Jamal Khashoggi, a contributor to the Washington Post, entered the consulate in Istanbul on Tuesday afternoon.
Khashoggi went to complete “routine paperwork”, the Post said, and has not been heard from since.
“We don’t know if he is being detained, questioned or when he will be released,” the newspaper said.
His fiancée accompanied him to the consulate but was not allowed to go inside with him. Khashoggi was also required to surrender his mobile phone – which is standard practice in some embassies and consulates.
Vanished in Istanbul
He was in the consulate to acquire the necessary paperwork for a marriage licence, reports said.
His fiancée told the Washington Post she had waited outside the consulate until it closed, by which time Khashoggi had not returned.

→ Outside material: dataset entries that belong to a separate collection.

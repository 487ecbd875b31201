//! Common types and collaborator traits for the NFT publisher.
//!
//! Defines the narrow interfaces the listing orchestrator consumes (chain
//! calls, metadata fetching, persistence, media upload) plus shared helpers
//! for URL normalization and metadata parsing.

pub mod data_uri;
pub mod http;
pub mod metadata;
pub mod traits;
pub mod url;

pub use data_uri::decode_data_uri;
pub use http::HttpMetadataClient;
pub use metadata::{parse_token_metadata, Attribute, TokenMetadata};
pub use traits::{
    ChainClient, CollectionRecord, CollectionStore, MediaKind, MediaStore, MetadataClient,
    MetadataResponse, NewCollection,
};
pub use url::{normalize_token_uri, DEFAULT_IPFS_GATEWAY};

/// Normalize a contract address for use as an identity key.
///
/// Addresses arrive in mixed case from callers; every lookup and admission
/// check goes through the lower-cased form.
pub fn normalize_address(address: &str) -> String {
    address.trim().to_lowercase()
}
//! HTTP metadata client backed by reqwest.

use std::time::Duration;

use anyhow::{Context, Result};
use async_trait::async_trait;

use crate::traits::{MetadataClient, MetadataResponse};

const HTTP_TIMEOUT: Duration = Duration::from_secs(10);

/// Fetches metadata documents over HTTP with a bounded per-request timeout.
///
/// Retries live in the orchestrator, not here: a timeout or non-200 is
/// reported as-is and the caller re-submits the task.
pub struct HttpMetadataClient {
    client: reqwest::Client,
}

impl HttpMetadataClient {
    pub fn new() -> Result<Self> {
        let client = reqwest::Client::builder()
            .timeout(HTTP_TIMEOUT)
            .build()
            .context("failed to build HTTP client")?;
        Ok(Self { client })
    }
}

#[async_trait]
impl MetadataClient for HttpMetadataClient {
    async fn get(&self, url: &str) -> Result<MetadataResponse> {
        let response = self
            .client
            .get(url)
            .send()
            .await
            .with_context(|| format!("request to {url} failed"))?;

        let status = response.status().as_u16();
        let body = response
            .text()
            .await
            .with_context(|| format!("failed to read body from {url}"))?;

        Ok(MetadataResponse { status, body })
    }
}
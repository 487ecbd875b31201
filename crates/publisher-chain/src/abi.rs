//! Minimal ABI encoding/decoding for the three read-only calls the
//! publisher makes. Selectors are the standard ERC721/ERC721Enumerable
//! ones, precomputed so no hashing dependency is needed.

use anyhow::{bail, Context, Result};
use primitive_types::U256;

/// `totalSupply()`
pub const SELECTOR_TOTAL_SUPPLY: &str = "18160ddd";
/// `tokenByIndex(uint256)`
pub const SELECTOR_TOKEN_BY_INDEX: &str = "4f6ccce7";
/// `tokenURI(uint256)`
pub const SELECTOR_TOKEN_URI: &str = "c87b56dd";

/// Encode a function call: 4-byte selector followed by 32-byte words.
pub fn encode_call(selector: &str, args: &[U256]) -> String {
    let mut data = String::with_capacity(2 + 8 + 64 * args.len());
    data.push_str("0x");
    data.push_str(selector);
    for arg in args {
        let word: [u8; 32] = arg.to_big_endian();
        data.push_str(&hex::encode(word));
    }
    data
}

fn decode_hex(data: &str) -> Result<Vec<u8>> {
    let stripped = data.strip_prefix("0x").unwrap_or(data);
    hex::decode(stripped).context("eth_call returned invalid hex")
}

/// Decode a single `uint256` return value.
pub fn decode_uint(data: &str) -> Result<U256> {
    let bytes = decode_hex(data)?;
    if bytes.len() < 32 {
        bail!("eth_call returned {} bytes, expected a uint256 word", bytes.len());
    }
    Ok(U256::from_big_endian(&bytes[..32]))
}

/// Decode a 32-byte word that indexes into the payload. The word is checked
/// against the payload size before narrowing, so a hostile response cannot
/// panic the decoder.
fn decode_index_word(bytes: &[u8], at: usize, what: &str) -> Result<usize> {
    let word = U256::from_big_endian(&bytes[at..at + 32]);
    if word > U256::from(bytes.len()) {
        bail!("{what} {word} out of bounds");
    }
    Ok(word.as_usize())
}

/// Decode a single dynamically-sized `string` return value.
pub fn decode_string(data: &str) -> Result<String> {
    let bytes = decode_hex(data)?;
    if bytes.len() < 64 {
        bail!("eth_call returned {} bytes, expected a string head", bytes.len());
    }

    let offset = decode_index_word(&bytes, 0, "string offset")?;
    if offset + 32 > bytes.len() {
        bail!("string offset {offset} out of bounds");
    }

    let len = decode_index_word(&bytes, offset, "string length")?;
    let start = offset + 32;
    if start + len > bytes.len() {
        bail!("string length {len} out of bounds");
    }

    String::from_utf8(bytes[start..start + len].to_vec())
        .context("eth_call returned a non-UTF-8 string")
}

#[cfg(test)]
mod tests {
    use super::*;

    #[test]
    fn test_encode_no_args() {
        assert_eq!(encode_call(SELECTOR_TOTAL_SUPPLY, &[]), "0x18160ddd");
    }

    #[test]
    fn test_encode_uint_arg() {
        let encoded = encode_call(SELECTOR_TOKEN_URI, &[U256::from(5u64)]);
        assert_eq!(
            encoded,
            "0xc87b56dd0000000000000000000000000000000000000000000000000000000000000005"
        );
    }

    #[test]
    fn test_decode_uint() {
        let word = format!("0x{:064x}", 1234u64);
        assert_eq!(decode_uint(&word).unwrap(), U256::from(1234u64));
    }

    #[test]
    fn test_decode_string_roundtrip() {
        // abi.encode("ipfs://Qm/7") — offset 0x20, length 11, padded data
        let payload = "ipfs://Qm/7";
        let mut data = String::from("0x");
        data.push_str(&format!("{:064x}", 0x20));
        data.push_str(&format!("{:064x}", payload.len()));
        let mut body = hex::encode(payload.as_bytes());
        while body.len() % 64 != 0 {
            body.push('0');
        }
        data.push_str(&body);

        assert_eq!(decode_string(&data).unwrap(), payload);
    }

    #[test]
    fn test_decode_uint_too_short() {
        assert!(decode_uint("0x1234").is_err());
    }

    #[test]
    fn test_decode_string_bad_offset() {
        let data = format!("0x{:064x}{:064x}", 0x4000, 0);
        assert!(decode_string(&data).is_err());
    }

    #[test]
    fn test_decode_string_offset_word_above_usize() {
        // an offset word that cannot narrow to usize must error, not panic
        let data = format!("0x{:064x}{:064x}", u128::MAX, 0u64);
        assert!(decode_string(&data).is_err());
    }

    #[test]
    fn test_decode_string_length_word_above_usize() {
        let data = format!("0x{:064x}{:064x}", 0x20, u128::MAX);
        assert!(decode_string(&data).is_err());
    }
}
//! Persistence for the NFT publisher: a SQLite-backed collection store and
//! a filesystem media store.

pub mod media;
pub mod sqlite;

pub use media::LocalMediaStore;
pub use sqlite::SqliteCollectionStore;
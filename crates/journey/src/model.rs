use chrono::{DateTime, Utc};
use dripline_core::types::TriggerEvent;
use serde::{Deserialize, Serialize};
use serde_json::{Map, Value};
use uuid::Uuid;

/// One contact's run through one campaign's flow.
///
/// At most one journey per (campaign, contact) pair is ever `Active`;
/// terminal journeys are retained for reporting.
#[derive(Debug, Clone, Serialize, Deserialize)]
pub struct ContactJourney {
    pub id: Uuid,
    pub campaign_id: Uuid,
    pub contact_id: String,
    pub account_id: String,
    pub status: JourneyStatus,
    pub current_node: CurrentNode,
    pub next_action: NextAction,
    /// When the scheduler should pick this journey up next.
    pub next_action_at: DateTime<Utc>,
    /// When the journey arrived at `current_node`. Branch waits and
    /// time-elapsed checks anchor here.
    pub step_entered_at: DateTime<Utc>,
    pub progress: JourneyProgress,
    /// The event that enrolled the contact, kept for personalization and
    /// step conditions.
    pub trigger_event: TriggerEvent,
    /// Scratch state, e.g. recorded branch decisions.
    #[serde(default)]
    pub metadata: Map<String, Value>,
    #[serde(default, skip_serializing_if = "Option::is_none")]
    pub exit_reason: Option<String>,
    pub created_at: DateTime<Utc>,
    pub updated_at: DateTime<Utc>,
}

impl ContactJourney {
    pub fn is_active(&self) -> bool {
        self.status == JourneyStatus::Active
    }
}

#[derive(Debug, Clone, Copy, PartialEq, Eq, Serialize, Deserialize)]
#[serde(rename_all = "snake_case")]
pub enum JourneyStatus {
    Active,
    Paused,
    Completed,
    Exited,
    Failed,
}

impl JourneyStatus {
    pub fn is_terminal(self) -> bool {
        matches!(self, Self::Completed | Self::Exited | Self::Failed)
    }
}

/// Position in the flow. `Start` precedes the first step.
#[derive(Debug, Clone, PartialEq, Eq, Serialize, Deserialize)]
#[serde(tag = "kind", rename_all = "snake_case")]
pub enum CurrentNode {
    Start,
    Step { id: String },
    Branch { id: String },
}

impl CurrentNode {
    pub fn step(id: impl Into<String>) -> Self {
        Self::Step { id: id.into() }
    }

    pub fn branch(id: impl Into<String>) -> Self {
        Self::Branch { id: id.into() }
    }
}

/// What the executor does when the journey comes due.
#[derive(Debug, Clone, Copy, PartialEq, Eq, Serialize, Deserialize)]
#[serde(rename_all = "snake_case")]
pub enum NextAction {
    SendEmail,
    EvaluateBranch,
    CompleteJourney,
}

/// Monotonic per-journey counters. Merged by increments only, so
/// concurrent engagement signals never overwrite each other.
#[derive(Debug, Clone, Copy, Default, PartialEq, Eq, Serialize, Deserialize)]
pub struct JourneyProgress {
    pub emails_sent: u32,
    pub emails_opened: u32,
    pub emails_clicked: u32,
    pub goals_reached: u32,
}

impl JourneyProgress {
    pub fn apply(&mut self, delta: ProgressDelta) {
        self.emails_sent += delta.emails_sent;
        self.emails_opened += delta.emails_opened;
        self.emails_clicked += delta.emails_clicked;
        self.goals_reached += delta.goals_reached;
    }
}

#[derive(Debug, Clone, Copy, Default)]
pub struct ProgressDelta {
    pub emails_sent: u32,
    pub emails_opened: u32,
    pub emails_clicked: u32,
    pub goals_reached: u32,
}

impl ProgressDelta {
    pub fn email_sent() -> Self {
        Self {
            emails_sent: 1,
            ..Self::default()
        }
    }

    pub fn email_opened() -> Self {
        Self {
            emails_opened: 1,
            ..Self::default()
        }
    }

    pub fn email_clicked() -> Self {
        Self {
            emails_clicked: 1,
            ..Self::default()
        }
    }

    pub fn goal_reached() -> Self {
        Self {
            goals_reached: 1,
            ..Self::default()
        }
    }
}
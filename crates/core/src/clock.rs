//! Time source abstraction. All scheduling math goes through a `Clock` so
//! journey delays can be driven forward deterministically in tests.

use chrono::{DateTime, Duration, Utc};
use parking_lot::RwLock;
use std::sync::Arc;

pub trait Clock: Send + Sync {
    fn now(&self) -> DateTime<Utc>;
}

/// Wall-clock time.
pub struct SystemClock;

impl Clock for SystemClock {
    fn now(&self) -> DateTime<Utc> {
        Utc::now()
    }
}

/// Controllable clock for tests. Starts at a fixed instant and only moves
/// when told to.
pub struct ManualClock {
    now: RwLock<DateTime<Utc>>,
}

impl ManualClock {
    pub fn new(start: DateTime<Utc>) -> Self {
        Self {
            now: RwLock::new(start),
        }
    }

    pub fn set(&self, to: DateTime<Utc>) {
        *self.now.write() = to;
    }

    pub fn advance(&self, by: Duration) {
        let mut now = self.now.write();
        *now += by;
    }
}

impl Clock for ManualClock {
    fn now(&self) -> DateTime<Utc> {
        *self.now.read()
    }
}

pub fn system_clock() -> Arc<dyn Clock> {
    Arc::new(SystemClock)
}

pub fn manual_clock(start: DateTime<Utc>) -> Arc<ManualClock> {
    Arc::new(ManualClock::new(start))
}

#[cfg(test)]
mod tests {
    use super::*;

    #[test]
    fn test_manual_clock_advances() {
        let start = Utc::now();
        let clock = manual_clock(start);
        assert_eq!(clock.now(), start);

        clock.advance(Duration::minutes(30));
        assert_eq!(clock.now(), start + Duration::minutes(30));

        let later = start + Duration::days(2);
        clock.set(later);
        assert_eq!(clock.now(), later);
    }
}
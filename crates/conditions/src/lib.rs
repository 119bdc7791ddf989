//! Condition model and evaluation, the pure predicate layer shared by
//! campaign triggers, step gates, goals and exit rules.

pub mod eval;
pub mod model;
pub mod window;

pub use eval::{compare_field, ConditionEvaluator};
pub use model::{Condition, FieldOperator, FrequencyKind, TagMatchMode};
pub use window::TimeWindow;
//! Recurring wall-clock windows. Used as a standalone condition and as the
//! campaign-level sending window.

use chrono::{DateTime, Datelike, Duration, NaiveTime, TimeZone, Utc, Weekday};
use chrono_tz::Tz;
use serde::{Deserialize, Serialize};

/// A daily time window in a named timezone, optionally restricted to
/// certain weekdays. Windows may wrap midnight (`start > end`); bounds are
/// inclusive. Day membership is checked against the current local day.
#[derive(Debug, Clone, Serialize, Deserialize)]
pub struct TimeWindow {
    #[serde(with = "hhmm")]
    pub start: NaiveTime,
    #[serde(with = "hhmm")]
    pub end: NaiveTime,
    #[serde(default)]
    pub days_of_week: Vec<Weekday>,
    /// IANA zone name. Unparseable zones fall back to UTC at evaluation;
    /// campaign validation rejects them up front.
    #[serde(default = "default_timezone")]
    pub timezone: String,
}

fn default_timezone() -> String {
    "UTC".to_string()
}

impl TimeWindow {
    pub fn contains(&self, now: DateTime<Utc>) -> bool {
        let local = now.with_timezone(&self.tz());
        if !self.day_allowed(local.weekday()) {
            return false;
        }
        let current = local.time();
        if self.start <= self.end {
            current >= self.start && current <= self.end
        } else {
            current >= self.start || current <= self.end
        }
    }

    /// Earliest instant at or after `now` when the window is open.
    pub fn next_open(&self, now: DateTime<Utc>) -> DateTime<Utc> {
        if self.contains(now) {
            return now;
        }
        let tz = self.tz();
        let local_now = now.with_timezone(&tz);
        for day_offset in 0..=7 {
            let date = local_now.date_naive() + Duration::days(day_offset);
            if !self.day_allowed(date.weekday()) {
                continue;
            }
            let candidate = match tz.from_local_datetime(&date.and_time(self.start)).earliest() {
                Some(dt) => dt.with_timezone(&Utc),
                // DST gap, try the next day
                None => continue,
            };
            if candidate > now {
                return candidate;
            }
        }
        // No allowed day within a week: treat the window as always open
        now
    }

    pub fn timezone_is_valid(&self) -> bool {
        self.timezone.parse::<Tz>().is_ok()
    }

    fn tz(&self) -> Tz {
        self.timezone.parse().unwrap_or(Tz::UTC)
    }

    fn day_allowed(&self, day: Weekday) -> bool {
        self.days_of_week.is_empty() || self.days_of_week.contains(&day)
    }
}

/// "HH:MM" serde for window bounds; "HH:MM:SS" is accepted on input.
pub mod hhmm {
    use chrono::NaiveTime;
    use serde::{de, Deserialize, Deserializer, Serializer};

    pub fn serialize<S>(time: &NaiveTime, serializer: S) -> Result<S::Ok, S::Error>
    where
        S: Serializer,
    {
        serializer.serialize_str(&time.format("%H:%M").to_string())
    }

    pub fn deserialize<'de, D>(deserializer: D) -> Result<NaiveTime, D::Error>
    where
        D: Deserializer<'de>,
    {
        let raw = String::deserialize(deserializer)?;
        parse(&raw).ok_or_else(|| de::Error::custom(format!("invalid time of day: {raw}")))
    }

    pub fn parse(raw: &str) -> Option<NaiveTime> {
        NaiveTime::parse_from_str(raw, "%H:%M")
            .or_else(|_| NaiveTime::parse_from_str(raw, "%H:%M:%S"))
            .ok()
    }
}

#[cfg(test)]
mod tests {
    use super::*;
    use chrono::NaiveTime;

    fn window(start: &str, end: &str, tz: &str) -> TimeWindow {
        TimeWindow {
            start: hhmm::parse(start).unwrap(),
            end: hhmm::parse(end).unwrap(),
            days_of_week: vec![],
            timezone: tz.to_string(),
        }
    }

    fn utc(s: &str) -> DateTime<Utc> {
        s.parse().unwrap()
    }

    #[test]
    fn test_contains_simple_window() {
        let w = window("09:00", "17:00", "UTC");
        assert!(w.contains(utc("2026-03-02T09:00:00Z")));
        assert!(w.contains(utc("2026-03-02T12:30:00Z")));
        assert!(w.contains(utc("2026-03-02T17:00:00Z")));
        assert!(!w.contains(utc("2026-03-02T08:59:00Z")));
        assert!(!w.contains(utc("2026-03-02T17:01:00Z")));
    }

    #[test]
    fn test_contains_wraps_midnight() {
        let w = window("22:00", "02:00", "UTC");
        assert!(w.contains(utc("2026-03-02T23:00:00Z")));
        assert!(w.contains(utc("2026-03-02T01:30:00Z")));
        assert!(!w.contains(utc("2026-03-02T12:00:00Z")));
    }

    #[test]
    fn test_contains_respects_timezone() {
        // 09:00-17:00 in New York is 14:00-22:00 UTC in March (EST, UTC-5)
        let w = window("09:00", "17:00", "America/New_York");
        assert!(w.contains(utc("2026-03-02T15:00:00Z")));
        assert!(!w.contains(utc("2026-03-02T10:00:00Z")));
    }

    #[test]
    fn test_day_filter() {
        let mut w = window("09:00", "17:00", "UTC");
        w.days_of_week = vec![Weekday::Mon, Weekday::Tue];
        // 2026-03-02 is a Monday
        assert!(w.contains(utc("2026-03-02T10:00:00Z")));
        // 2026-03-04 is a Wednesday
        assert!(!w.contains(utc("2026-03-04T10:00:00Z")));
    }

    #[test]
    fn test_next_open_same_day() {
        let w = window("09:00", "17:00", "UTC");
        assert_eq!(
            w.next_open(utc("2026-03-02T06:00:00Z")),
            utc("2026-03-02T09:00:00Z")
        );
        // Already open returns now unchanged
        let now = utc("2026-03-02T10:00:00Z");
        assert_eq!(w.next_open(now), now);
    }

    #[test]
    fn test_next_open_rolls_to_allowed_day() {
        let mut w = window("09:00", "17:00", "UTC");
        w.days_of_week = vec![Weekday::Mon];
        // Monday evening rolls a full week forward
        assert_eq!(
            w.next_open(utc("2026-03-02T18:00:00Z")),
            utc("2026-03-09T09:00:00Z")
        );
        // Wednesday rolls to next Monday
        assert_eq!(
            w.next_open(utc("2026-03-04T10:00:00Z")),
            utc("2026-03-09T09:00:00Z")
        );
    }

    #[test]
    fn test_invalid_timezone_falls_back_to_utc() {
        let w = window("09:00", "17:00", "Mars/Olympus_Mons");
        assert!(!w.timezone_is_valid());
        assert!(w.contains(utc("2026-03-02T12:00:00Z")));
    }

    #[test]
    fn test_hhmm_serde() {
        let w = window("22:00", "02:30", "UTC");
        let json = serde_json::to_string(&w).unwrap();
        assert!(json.contains("\"22:00\""));
        let back: TimeWindow = serde_json::from_str(&json).unwrap();
        assert_eq!(back.start, NaiveTime::from_hms_opt(22, 0, 0).unwrap());
        assert_eq!(back.end, NaiveTime::from_hms_opt(2, 30, 0).unwrap());

        let with_seconds: TimeWindow =
            serde_json::from_str(r#"{"start":"09:00:00","end":"17:30:00"}"#).unwrap();
        assert_eq!(with_seconds.timezone, "UTC");
        assert_eq!(with_seconds.end, NaiveTime::from_hms_opt(17, 30, 0).unwrap());
    }
}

Another friend, Turan Kislakci, told the newspaper that police were alerted and that by midnight there was still no sign of Khashoggi.
“I think 100% that he is inside,” he said.
In the absence of any reliable information about his disappearance, a notification on Khashoggi’s website now declares: “Jamal has been arrested!”
Qatar-based news outlet Al-Jazeera reports that Turkish police have begun a search for the missing writer.
Khashoggi has been living in self-imposed exile in the United States, and is an established critic of the Saudi government – particularly the reform plans championed by Crown Prince Mohammed Bin Salman.
“With every supposed reform comes a wave of fresh arrests, prison sentences and increasingly repressive behaviour,” the Post’s Jason Rezaian said.
“At each turning point, though, Jamal has offered readers of the Post insightful commentary and sharp criticism about the seemingly impenetrable country.”
Formerly an editor of the Al-Watan newspaper and of a short-lived Saudi TV news channel, Khashoggi has also been a contributor to BBC programmes about Saudi Arabia and the Middle East.
At times, he served as an adviser to the Saudi royal family, and was for many years seen as an insider – until he left over a year ago amid a reported clampdown on press freedom.
He is also known for his close association with the young Osama Bin Laden, with whom he travelled extensively with in Afghanistan in the 1980s during the Soviet occupation – though he publicly rejected Bin Laden’s later ideologies and had fallen out of touch long before the 2001 attacks on the US.